Mel Strong, Julian Eison, & Jordan Pascasio of NEXT VENTŪRES

In this Q&A, you’ll hear from NEXT VENTŪRES partners Mel Strong, Julian Eison, and Jordan Pascasio. The team discusses this year’s heat check for investors, opportunities in whole-person health, and becoming an effective leader during a downturn.

What are your biggest learnings from 2022?

NEXT VENTŪRES: There was undoubtedly some pull-forward demand in both healthcare and consumer health and wellness that carried over from the pandemic, resulting in a ton of fragmentation and bloated valuations to start the year.

While current market conditions have caused a lot of anxiety, it has helped normalize expectations and provide a heat check on how we assess opportunities across our thesis.

For us, the focus remains on opportunities rooted in whole-person health and central to a patient or consumer’s journey to achieve better health outcomes.

How is the macroeconomic environment impacting dealmaking?

NV: Investors are taking a more prudent approach and shifting focus to margin profiles and proven clinical outcomes. And they are likely prioritizing their existing portfolio companies’ needs: extending cash runway, responding quickly to market changes, and rolling up their sleeves as advisors and board members.

The operational slowdown can be positive for founders — your new investors will really understand your business and have more conviction when they do invest, and your existing investors will be more supportive and engaged.

Perhaps the biggest enemy for founders and investors right now is time. A round that might have taken three months to close last year is taking six this year. The pace of dealmaking is slower, and we’ve had to think differently about how we manage our fund and portfolio as a result.

What surprised you most in 2022 — what trend or market did you change your mind about?

NV: We spent time researching several spaces in whole-person health that we ultimately passed on: creator monetization platforms and connected fitness technologies, to name a few.

We did our work on these verticals and met with a ton of fantastic founders, but due to market and consumer behavior changes, we decided to focus on companies solving broader access or transparency issues in healthcare.

What trends are you most excited about going into 2023?

NV: We continue to explore innovation within Medicaid care delivery (social and clinical) and with tech-enabled service providers that are experimenting with progressive, less-capital-intensive business models.

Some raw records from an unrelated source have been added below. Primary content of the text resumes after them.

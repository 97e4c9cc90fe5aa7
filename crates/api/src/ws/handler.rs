use std::sync::Arc;

use axum::extract::ws::{Message, WebSocket, WebSocketUpgrade};
use axum::extract::State;
use axum::response::IntoResponse;
use futures::{SinkExt, StreamExt};

use crate::state::AppState;
use crate::ws::manager::WsManager;

/// HTTP handler that upgrades the connection to WebSocket.
///
/// After the upgrade the connection is registered with `WsManager` and
/// managed by two tasks (sender + receiver).
pub async fn ws_handler(ws: WebSocketUpgrade, State(state): State<AppState>) -> impl IntoResponse {
    ws.on_upgrade(move |socket| handle_socket(socket, state.ws_manager))
}

/// Manage a single WebSocket connection after upgrade.
///
/// Splits the socket into a sink (outbound) and stream (inbound), then:
///   1. Registers the connection with `WsManager`.
///   2. Spawns a sender task that forwards messages from the manager channel.
///   3. Processes inbound messages on the current task.
///   4. Cleans up on disconnect.
async fn handle_socket(socket: WebSocket, ws_manager: Arc<WsManager>) {
    let conn_id = uuid::Uuid::new_v4().to_string();
    tracing::info!(conn_id = %conn_id, "WebSocket connected");

    // Register and get the receiver for outbound messages.
    let mut rx = ws_manager.add(conn_id.clone()).await;

    let (mut sink, mut stream) = socket.split();

    // Sender task: forward channel messages to the WebSocket sink.
    let sender_conn_id = conn_id.clone();
    let send_task = tokio::spawn(async move {
        while let Some(msg) = rx.recv().await {
            if sink.send(msg).await.is_err() {
                tracing::debug!(conn_id = %sender_conn_id, "WebSocket sink closed");
                break;
            }
        }
    });

    // Receiver loop: clients only listen on this channel today, so inbound
    // traffic is limited to control frames.
    while let Some(result) = stream.next().await {
        match result {
            Ok(Message::Close(_)) => break,
            Ok(Message::Pong(_)) => {
                tracing::trace!(conn_id = %conn_id, "Pong received");
            }
            Ok(_msg) => {}
            Err(e) => {
                tracing::debug!(conn_id = %conn_id, error = %e, "WebSocket receive error");
                break;
            }
        }
    }

    // Clean up: remove connection and abort sender task.
    ws_manager.remove(&conn_id).await;
    send_task.abort();
    tracing::info!(conn_id = %conn_id, "WebSocket disconnected");
}
use axum::extract::State;
use axum::{routing::get, Json, Router};
use serde::Serialize;

use crate::state::AppState;

/// Health check response payload.
#[derive(Serialize)]
pub struct HealthResponse {
    /// Overall service status.
    pub status: &'static str,
    /// Crate version from Cargo.toml.
    pub version: &'static str,
    /// Number of jobs currently tracked (pending and completed).
    pub tracked_jobs: usize,
}

/// GET /health -- returns service health and ledger occupancy.
async fn health_check(State(state): State<AppState>) -> Json<HealthResponse> {
    Json(HealthResponse {
        status: "ok",
        version: env!("CARGO_PKG_VERSION"),
        tracked_jobs: state.tracker.len(),
    })
}

/// Mount health check routes (intended for root-level, NOT under `/api/v1`).
pub fn router() -> Router<AppState> {
    Router::new().route("/health", get(health_check))
}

We’re also curious to observe how various upstream coaching services (e.g., nutrition, movement) continue to integrate into Medicare Advantage plans to offer more effective supplemental benefits to the older adult population.

What advice would you give founders facing uncertainty in the current economic climate?

NV: Great leaders emerge from difficult times.

This downturn has been slow to unravel, and most founders have already heard the advice on extending runway, managing burn, and focusing on business fundamentals. All of this is good advice and will be true in 2023.

But especially now (and without making the financial predictions best left to the experts) our advice to our founders is to make sure they have what they need to be effective leaders for their teams.

The leaders of companies that survived, and even thrived, during the 2008 recession did this by:

  • Communicating a clear plan for their company to employees and stakeholders
  • Perceiving the crisis as an opportunity and a chance to innovate and think differently
  • Establishing a sense of trust and psychological safety for their organization
  • Leveraging a strong values-based, mission-driven orientation to their work

Our hope is we can use our experience and our network now more than ever to help our great founders also be great leaders.